Using captured and bought equipment, 77 field artillery batteries were formed, and at the end of the war there were 86 batteries.

The invention of the weather radiosonde in 1942 and the Fire Correction Circle by Major Unto Petäjä in 1943 improved artillery accuracy.

During the Battle of Tali-Ihantala up to 20 batteries were able to concentrate on the same target using the Fire Correction Circle, and destroy the Soviet attack build up.

===Post-war===
The Rovajärvi training area founded in 1949.

The Artillery School was moved from Tuusula to Niinisalo in 1969.

Parts of the field artillery were horse pulled up to the end of the 1960s. Finnish made artillery pieces began manufacture, and Soviet pieces were also bought during the decade. The largest amount of artillery men were trained in 1969, amounting to 5,300 men, and the mobilization strength then was 108 batteries.

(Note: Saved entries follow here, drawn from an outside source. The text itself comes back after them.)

//! Depth from the barometric channel.

use conditioning::{
    points_from_fraction, rolling_mean,
    stats::{nan_mean, nan_median, nan_min},
};
use contracts::{ContractError, DepthConfig, DepthSource, MonotonicAggregate, Signal};
use tracing::{debug, warn};

use crate::DepthProfile;

/// Force a depth sequence to be non-increasing.
///
/// Scanning forward, a run of samples shallower than the deepest value so far
/// is replaced by an aggregate of that extreme (weighted by the run length)
/// and the sample that ends the run. The aggregate never exceeds the extreme,
/// and a run that reaches the end is held at the extreme. NaN samples outside
/// a run are left in place.
pub fn monotonic_non_increasing(values: &[f64], aggregate: MonotonicAggregate) -> Vec<f64> {
    let mut out = values.to_vec();
    let mut extreme = f64::NAN;
    let mut i = 0;

    while i < out.len() {
        let v = out[i];
        if v.is_nan() {
            i += 1;
            continue;
        }
        if extreme.is_nan() || v <= extreme {
            extreme = v;
            i += 1;
            continue;
        }

        match (i + 1..out.len()).find(|&j| out[j] <= extreme) {
            Some(j) => {
                let run = j - i;
                let mut group = vec![extreme; run + 1];
                group.push(out[j]);
                let replacement = match aggregate {
                    MonotonicAggregate::Mean => nan_mean(&group),
                    MonotonicAggregate::Median => nan_median(&group),
                    MonotonicAggregate::Min => nan_min(&group),
                };
                out[i..j].fill(replacement);
                extreme = out[j];
                i = j + 1;
            }
            None => {
                out[i..].fill(extreme);
                break;
            }
        }
    }
    out
}

/// Whether a window rises overall and must be flipped to point downward.
pub(crate) fn rises(window: &[f64]) -> bool {
    let first = window.iter().find(|v| !v.is_nan());
    let last = window.iter().rev().find(|v| !v.is_nan());
    matches!((first, last), (Some(first), Some(last)) if last > first)
}

/// Orient a window so its net change is downward.
pub(crate) fn oriented(window: &[f64]) -> Vec<f64> {
    if rises(window) {
        window.iter().map(|v| -v).collect()
    } else {
        window.to_vec()
    }
}

/// Monotonic filter followed by a centred smoothing window.
pub(crate) fn filter_and_smooth(window: &[f64], config: &DepthConfig) -> Vec<f64> {
    let monotonic = monotonic_non_increasing(window, config.monotonic_aggregate);
    let smoothing = points_from_fraction(window.len(), config.smoothing_fraction, None);
    rolling_mean(&monotonic, smoothing)
}

/// Barometric depth over `[start, stop]`.
///
/// The window is oriented downward, made monotonic, smoothed and
/// zero-referenced at `start`. `start >= stop` yields a flat curve.
pub fn barometer_depth(
    depth: &Signal,
    start: usize,
    stop: usize,
    config: &DepthConfig,
) -> Result<DepthProfile, ContractError> {
    let n = depth.len();
    let stop = stop.min(n.saturating_sub(1));
    if n == 0 || start >= stop {
        warn!(start, stop, "degenerate motion window, barometer depth is flat");
        return DepthProfile::flat(
            DepthSource::Barometer,
            depth,
            start,
            stop,
            config.upward_velocity_tolerance,
        );
    }

    let window = oriented(&depth.values()[start..=stop]);
    let smoothed = filter_and_smooth(&window, config);
    debug!(start, stop, "barometer depth filtered");

    DepthProfile::from_window(
        DepthSource::Barometer,
        depth,
        start,
        &smoothed,
        config.upward_velocity_tolerance,
    )
}

#[cfg(test)]
mod tests {
    use super::*;

    fn signal(values: Vec<f64>) -> Signal {
        let time = (0..values.len()).map(|i| i as f64 * 0.01).collect();
        Signal::new(time, values).unwrap()
    }

    #[test]
    fn test_monotonic_mean_replacement() {
        let values = [0.0, -1.0, -0.5, -0.2, -2.0, -3.0];
        let out = monotonic_non_increasing(&values, MonotonicAggregate::Mean);
        // extreme -1 over a run of 2, ended by -2: mean of [-1, -1, -1, -2]
        assert_eq!(out, vec![0.0, -1.0, -1.25, -1.25, -2.0, -3.0]);
    }

    #[test]
    fn test_monotonic_aggregates() {
        let values = [0.0, -1.0, 5.0, -4.0];
        let median = monotonic_non_increasing(&values, MonotonicAggregate::Median);
        assert_eq!(median, vec![0.0, -1.0, -1.0, -4.0]);
        let min = monotonic_non_increasing(&values, MonotonicAggregate::Min);
        assert_eq!(min, vec![0.0, -1.0, -4.0, -4.0]);
    }

    #[test]
    fn test_monotonic_run_to_end_holds_extreme() {
        let values = [0.0, -2.0, -1.0, 0.5];
        let out = monotonic_non_increasing(&values, MonotonicAggregate::Mean);
        assert_eq!(out, vec![0.0, -2.0, -2.0, -2.0]);
    }

    #[test]
    fn test_monotonic_output_never_increases() {
        let values: Vec<f64> = (0..400)
            .map(|i| -(i as f64) * 0.1 + 3.0 * (i as f64 * 0.21).sin())
            .collect();
        for aggregate in [
            MonotonicAggregate::Mean,
            MonotonicAggregate::Median,
            MonotonicAggregate::Min,
        ] {
            let out = monotonic_non_increasing(&values, aggregate);
            assert!(
                out.windows(2).all(|w| w[1] <= w[0]),
                "{aggregate:?} produced an increase"
            );
        }
    }

    #[test]
    fn test_barometer_depth_no_upward_velocity() {
        let n = 500;
        // rising pressure depth (wrong sign) with bounces
        let values: Vec<f64> = (0..n)
            .map(|i| 100.0 + i as f64 * 0.2 + 4.0 * (i as f64 * 0.15).sin())
            .collect();
        let config = DepthConfig::default();
        let profile = barometer_depth(&signal(values), 50, 450, &config).unwrap();

        assert_eq!(profile.depth_at(50), 0.0);
        assert!(profile.depth_at(450) < -50.0);
        assert!(!profile.has_upward_motion());
        assert!(profile
            .velocity()
            .iter()
            .all(|v| *v <= config.upward_velocity_tolerance));
    }

    #[test]
    fn test_barometer_depth_degenerate_window() {
        let profile =
            barometer_depth(&signal(vec![1.0, 2.0, 3.0]), 2, 1, &DepthConfig::default()).unwrap();
        assert!(profile.values().iter().all(|v| *v == 0.0));
        let profile =
            barometer_depth(&signal(vec![]), 0, 0, &DepthConfig::default()).unwrap();
        assert!(profile.values().is_empty());
    }
}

In 1992-1993 artillery was bought from Germany, increasing the amount of self-propelled guns and rocket launchers.

===Post 2000===
MLRS M270 pieces were bought from the Netherlands in 2006.

The Finnish Defence Forces received the first K9 Thunder, which would be used for designing the final order configuaration, on 17 January 2019. K9 training began with the 2/2019 class.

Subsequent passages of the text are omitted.